There Must Be 15 Ways To Lose Your Cursors... part 1, Introduction

  • Wow, just catching up on the thread.....surprisingly I have a "real world job to do" 🙂

    Thanks Matt for your posts and GSquared....what can I say....that's some pretty harsh things you're saying about people and situations you know nothing about....maybe some anger management classes or something.....

    I'm all for using set based solutions. I'm no fan of cursors. I posted a problem "I inherited" that uses a cursor and I can think of no way to change it to set based and was hoping others might have an idea. The product is installed in over 100 sites and a major schema change to eliminate this one particular cursor solution just isn't in the cards at the moment. And gee guess what, I've been doing this for literally "decades" also, 26 years to be exact and I have a pretty good handle on SQL at this point, though still learning every day.;-)

    Here's the point I was trying to make. Some people work in an environment where there are time constraints and other issues completely out of their control, so wringing every last millisecond out of every last delete/update/insert/select would take more time than they have. So they optimize the critical functionality in order to deliver on time, that's all. The non-critical stuff is written with good SQL just not tweaked to the nth degree.

    I think everyone can agree there is more than one way to code a solution! Heck just look at the number of different solutions folks have come up with for getting rid of the simple cursor put forth in the article! How many of you have written the perfect, fastest version of a solution on the first try..." other than GSquared of course who gets it right the first time all the time!" Sorry couldn't resist, my bad! How many of you have revisited a solution several times and tweaked it here and there maybe even rewritten it...hmmm I think that's called refactoring! The point is they're not bad developers, ignorant of proper SQL or lazy, they just have to prioritize what needs to be optimized.

  • I cannot speak for the others, but I'm not talking about code optimized to the nth degree... I'm talking about code that has been intentionally made slow because the developer actually was ignorant of proper SQL and that normally occurs because they're either brand spanking new, or because they never studied SQL enough to find out the proper SQL. The latter part of that has all of the implications that the others are saying out loud instead of just implying.

    --Jeff Moden


    RBAR is pronounced "ree-bar" and is a "Modenism" for Row-By-Agonizing-Row.
    First step towards the paradigm shift of writing Set Based code:
    ________Stop thinking about what you want to do to a ROW... think, instead, of what you want to do to a COLUMN.
    "Change is inevitable... change for the better is not".

    Helpful Links:
    How to post code problems
    How to Post Performance Problems
    Create a Tally Function (fnTally)
    Intro to Tally Tables and Functions

  • bruce.trimpop (4/24/2009)


    Here's the point I was trying to make. Some people work in an environment where there are time constraints and other issues completely out of their control, so wringing every last millisecond out of every last delete/update/insert/select would take more time than they have. So they optimize the critical functionality in order to deliver on time, that's all. The non-critical stuff is written with good SQL just not tweaked to the nth degree.
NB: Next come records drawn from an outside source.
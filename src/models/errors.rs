use std::fmt;

use crate::models::timer::TimerError;

/// ユニット構成・操作のエラー
#[derive(Debug, Clone, PartialEq)]
pub enum UnitError {
    /// 構成エラー（テンプレートの欠落、コライダー寸法0など）。再試行しない。
    Configuration(String),
    /// 不正な操作（0以下の周期でのポーリング開始など）
    InvalidOperation(String),
}

impl fmt::Display for UnitError {
    fn fmt(&self, f: &mut fmt::Formatter<'_>) -> fmt::Result {
        match self {
            UnitError::Configuration(msg) => write!(f, "ユニット構成エラー: {}", msg),
            UnitError::InvalidOperation(msg) => write!(f, "不正な操作: {}", msg),
        }
    }
}

impl std::error::Error for UnitError {}

impl From<TimerError> for UnitError {
    fn from(err: TimerError) -> Self {
        UnitError::InvalidOperation(err.to_string())
    }
}
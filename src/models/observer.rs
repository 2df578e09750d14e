use std::fmt;

/// リスナー登録トークン
///
/// 購読時に返され、購読解除に使用します。
#[derive(Debug, Clone, Copy, PartialEq, Eq, Hash)]
pub struct ListenerId(u64);

/// イベントリスナーの登録簿
///
/// イベントを発行するエンティティが所有するマルチキャストのリスナーリストです。
/// 購読と解除は明示的に行い、エンティティ破棄時には `clear` で全解除します。
pub struct EventListeners<E> {
    listeners: Vec<(ListenerId, Box<dyn FnMut(&E)>)>,
    next_id: u64,
}

impl<E> EventListeners<E> {
    pub fn new() -> Self {
        Self {
            listeners: Vec::new(),
            next_id: 0,
        }
    }

    /// リスナーを登録
    ///
    /// # 戻り値
    ///
    /// 購読解除に使用するトークン
    pub fn subscribe<F>(&mut self, listener: F) -> ListenerId
    where
        F: FnMut(&E) + 'static,
    {
        self.next_id += 1;
        let id = ListenerId(self.next_id);
        self.listeners.push((id, Box::new(listener)));
        id
    }

    /// リスナーを解除
    ///
    /// # 戻り値
    ///
    /// 登録されていたリスナーを削除した場合はtrue
    pub fn unsubscribe(&mut self, id: ListenerId) -> bool {
        let before = self.listeners.len();
        self.listeners.retain(|(listener_id, _)| *listener_id != id);
        self.listeners.len() != before
    }

    /// 登録順に全リスナーへイベントを通知
    pub fn emit(&mut self, event: &E) {
        for (_, listener) in self.listeners.iter_mut() {
            listener(event);
        }
    }

    /// 全リスナーを解除
    pub fn clear(&mut self) {
        self.listeners.clear();
    }

    pub fn len(&self) -> usize {
        self.listeners.len()
    }
}

impl<E> Default for EventListeners<E> {
    fn default() -> Self {
        Self::new()
    }
}

impl<E> fmt::Debug for EventListeners<E> {
    fn fmt(&self, f: &mut fmt::Formatter<'_>) -> fmt::Result {
        f.debug_struct("EventListeners")
            .field("listeners", &self.listeners.len())
            .finish()
    }
}
//! Lifecycle state shared between a controlling thread and worker loops.
//!
//! One atomic word replaces a set of independent flags (`initialized`,
//! `running`, `paused`, `stopping`). A hot loop checks it with a single
//! acquire load, and every transition is a release store or a
//! compare-exchange, so whatever the controller wrote before changing the
//! state is visible to a worker that observes the new state.
//!
//! ```
//! use relay_queue::{AtomicRunState, RunState};
//! use std::sync::Arc;
//! use std::thread;
//!
//! let state = Arc::new(AtomicRunState::new(RunState::Running));
//!
//! let worker = {
//!     let state = Arc::clone(&state);
//!     thread::spawn(move || {
//!         let mut spins = 0u64;
//!         while state.is_running() {
//!             spins += 1;
//!             std::hint::spin_loop();
//!         }
//!         spins
//!     })
//! };
//!
//! state.transition(RunState::Running, RunState::Stopping).unwrap();
//! worker.join().unwrap();
//! ```

use std::fmt;

use crate::sync::{AtomicU8, Ordering};

/// Lifecycle states, in the order a component normally moves through them.
#[repr(u8)]
#[derive(Debug, Clone, Copy, PartialEq, Eq, Hash)]
pub enum RunState {
    /// Constructed, not yet started.
    Init = 0,
    /// Processing.
    Running = 1,
    /// Temporarily not processing.
    Paused = 2,
    /// Asked to stop; draining.
    Stopping = 3,
    /// Stopped.
    Stopped = 4,
}

impl RunState {
    const fn from_raw(raw: u8) -> Self {
        match raw {
            0 => Self::Init,
            1 => Self::Running,
            2 => Self::Paused,
            3 => Self::Stopping,
            _ => Self::Stopped,
        }
    }
}

impl fmt::Display for RunState {
    fn fmt(&self, f: &mut fmt::Formatter<'_>) -> fmt::Result {
        let name = match self {
            Self::Init => "init",
            Self::Running => "running",
            Self::Paused => "paused",
            Self::Stopping => "stopping",
            Self::Stopped => "stopped",
        };
        f.write_str(name)
    }
}

/// A [`RunState`] in one atomic byte.
pub struct AtomicRunState {
    state: AtomicU8,
}

impl AtomicRunState {
    /// Creates a state word holding `state`.
    pub fn new(state: RunState) -> Self {
        Self {
            state: AtomicU8::new(state as u8),
        }
    }

    /// Reads the current state (acquire).
    #[inline]
    pub fn load(&self) -> RunState {
        RunState::from_raw(self.state.load(Ordering::Acquire))
    }

    /// Unconditionally sets the state (release).
    #[inline]
    pub fn store(&self, state: RunState) {
        self.state.store(state as u8, Ordering::Release);
    }

    /// Moves from `from` to `to` if the current state is `from`.
    ///
    /// # Errors
    ///
    /// Returns the actual current state if it wasn't `from`.
    pub fn transition(&self, from: RunState, to: RunState) -> Result<(), RunState> {
        match self.state.compare_exchange(
            from as u8,
            to as u8,
            Ordering::AcqRel,
            Ordering::Acquire,
        ) {
            Ok(_) => {
                tracing::debug!(%from, %to, "run state transition");
                Ok(())
            }
            Err(raw) => Err(RunState::from_raw(raw)),
        }
    }

    /// Returns `true` if the state is [`RunState::Running`].
    #[inline]
    pub fn is_running(&self) -> bool {
        self.load() == RunState::Running
    }
}

impl Default for AtomicRunState {
    fn default() -> Self {
        Self::new(RunState::Init)
    }
}

impl fmt::Debug for AtomicRunState {
    fn fmt(&self, f: &mut fmt::Formatter<'_>) -> fmt::Result {
        f.debug_tuple("AtomicRunState").field(&self.load()).finish()
    }
}

#[cfg(all(test, not(loom)))]
mod tests {
    use super::*;
    use std::sync::Arc;
    use std::sync::atomic::AtomicU64;
    use std::thread;

    #[test]
    fn round_trips_every_state() {
        let state = AtomicRunState::default();
        assert_eq!(state.load(), RunState::Init);

        for s in [
            RunState::Running,
            RunState::Paused,
            RunState::Stopping,
            RunState::Stopped,
            RunState::Init,
        ] {
            state.store(s);
            assert_eq!(state.load(), s);
        }
    }

    #[test]
    fn transition_checks_current_state() {
        let state = AtomicRunState::new(RunState::Init);

        assert_eq!(
            state.transition(RunState::Running, RunState::Paused),
            Err(RunState::Init)
        );
        assert_eq!(state.transition(RunState::Init, RunState::Running), Ok(()));
        assert!(state.is_running());
        assert_eq!(state.transition(RunState::Running, RunState::Paused), Ok(()));
        assert!(!state.is_running());
    }

    #[test]
    fn stop_publishes_prior_writes() {
        let state = Arc::new(AtomicRunState::new(RunState::Running));
        let payload = Arc::new(AtomicU64::new(0));

        let worker = {
            let state = Arc::clone(&state);
            let payload = Arc::clone(&payload);
            thread::spawn(move || {
                while state.is_running() {
                    std::hint::spin_loop();
                }
                payload.load(std::sync::atomic::Ordering::Relaxed)
            })
        };

        payload.store(42, std::sync::atomic::Ordering::Relaxed);
        state.store(RunState::Stopping);

        assert_eq!(worker.join().unwrap(), 42);
    }

    #[test]
    fn display_names() {
        assert_eq!(RunState::Stopping.to_string(), "stopping");
        assert_eq!(format!("{:?}", AtomicRunState::new(RunState::Paused)), "AtomicRunState(Paused)");
    }
}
    ...they just have to prioritize what needs to be optimized.

    Everybody has to work within time constraints and choose their priorities.

    Many people don't optimize their queries because they are in a rush to get a project out and "it's just one stored procedure," or "it won't get hit too often."

    Well, guess what, all those "one stored procedure"s add up, your volumes increase so that "won't get hit" procedures are being run all the time -- and then you have massive performance problems. And let me tell you, it's not pretty. Now there are so many stored procedures that need to be optimized and it is practically impossible to fix all of them.

    Sometimes taking out the extra time taken now saves you in the long run.

    I'm not talking about optimizing to the "nth degree" as you say, I'm talking about making a reasonable effort.

    I know many people who don't even bother at all.

  • Jeff Moden (4/24/2009)


    ..... I'm talking about code that has been intentionally made slow....

    That would seem to imply something malicious on the developers part "intentionally made slow" ?

    That aside, as others have stated, if you are new to SQL and your company has you coding complicated tasks in critical applications then ya shame on that company and they probably won't be in business very long. If someone knows SQL reasonably well and they are "intentionally" writing bad code then they need to be fired. So bottom line, we're saying the same thing I think, just from a different angle.

  • Goldie Graber (4/24/2009)


    bruce.trimpop (4/24/2009)


    Here's the point I was trying to make. Some people work in an environment where there are time constraints and other issues completely out of their control, so wringing every last millisecond out of every last delete/update/insert/select would take more time than they have. So they optimize the critical functionality in order to deliver on time, that's all. The non-critical stuff is written with good SQL just not tweaked to the nth degree.

    ...they just have to prioritize what needs to be optimized.

    Everybody has to work within time constraints and choose their priorities.

    Many people don't optimize their queries because they are in a rush to get a project out and "it's just one stored procedure," or "it won't get hit too often."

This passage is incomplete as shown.